# We are possibly going to be in the Newspaper!



## HauntedHacienda (Sep 16, 2008)

I heard from the Editor in Chief, so I am waiting to hear back on whether or not they will be willing to cover our Yard Haunt Event.
They want to know times, dates, etc.
I sent them a listing of what it may include, so now, it is again a waiting game.
Wish me Luck!


----------



## Tyler (Jul 17, 2008)

Good luck, thats awesome!


----------



## Spooky1 (Aug 25, 2008)

Good Luck, If you get in, post a link or scan of the article.


----------



## Frighteners Entertainment (Jan 24, 2006)

Fantastic!


----------



## HauntedHacienda (Sep 16, 2008)

Thanks! And I will do just that, as soon as I hear back from them.


----------



## NickG (Sep 12, 2006)

cool - we got a spread last year... it was exciting!


----------



## Don of the Dead (Aug 17, 2005)

Awesome! I ogt in our paper last year and it brought the people


----------



## Vlad (Aug 2, 2005)

Good luck HH.


----------



## Spookie (Aug 26, 2008)

I'd love to read the article if you get selected.


----------



## lowdwnrob (Jul 2, 2008)

We had every cop in New Albany ride by last year. They just kept radioing each other. I thought that was cool but to be showcased in the paper would be awesome. Good luck


----------



## HauntedHacienda (Sep 16, 2008)

Thank You, all.
We are still working on a lay - out for the Flyers, so that we can word it just right.
Also, I am still waiting to hear back.
It seems the paper here is Not too keen on covering Halloween.
Something about it seems "taboo" to them, if you will.


----------



## artsymom83 (Jul 22, 2008)

HauntedHacienda said:


> Thank You, all.
> We are still working on a lay - out for the Flyers, so that we can word it just right.
> Also, I am still waiting to hear back.
> It seems the paper here is Not too keen on covering Halloween.
> Something about it seems "taboo" to them, if you will.

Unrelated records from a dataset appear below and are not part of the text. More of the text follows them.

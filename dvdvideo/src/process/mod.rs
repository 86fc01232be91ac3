/// MPEG-2 start-code chunking.
pub mod chunk;

/// Chapter hierarchy of title and menu passes.
pub mod chapters;

/// Routing of demuxed packets to writers.
///
/// Provides the [`DemuxSink`](demux::DemuxSink) trait and the
/// [`CompositeDemuxWriter`](demux::CompositeDemuxWriter) addressing writers by
/// stream id.
pub mod demux;

/// MPEG-2 frame reordering.
///
/// Provides the [`M2vParser`](m2v::M2vParser) turning an elementary stream
/// into [`MpegFrame`](m2v::MpegFrame) objects in presentation order.
pub mod m2v;

/// VOB program stream demultiplexing.
pub mod vob;

/// Per-format output writers.
pub mod writer;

Just wondering, did you write to them to ask if they'd be interested in doing a story about your haunt, did word get back to someone at the paper, or what? I would love to have advertisement like that. We only had about 30-40 TOTs last year, but we're trying to get the word out more this year. An article in the paper would be great! One of our local TV stations also hosted a contest online last year where people could submit photos of their yard haunts and people could vote for the best. There was one other person that entered besides my family and they won... I couldn't believe it as they only had one of those speared heads, a few tombstones and LITTLE cobwebs on the bushes... all store-bought too. Not to sound bitter, but that was VERY disappointing. We would have loved to have had that kind of advertisement!
Anyway... good luck with the newspaper. And where all do you give out flyers? I've come up with ideas, but you may know something I don't!


----------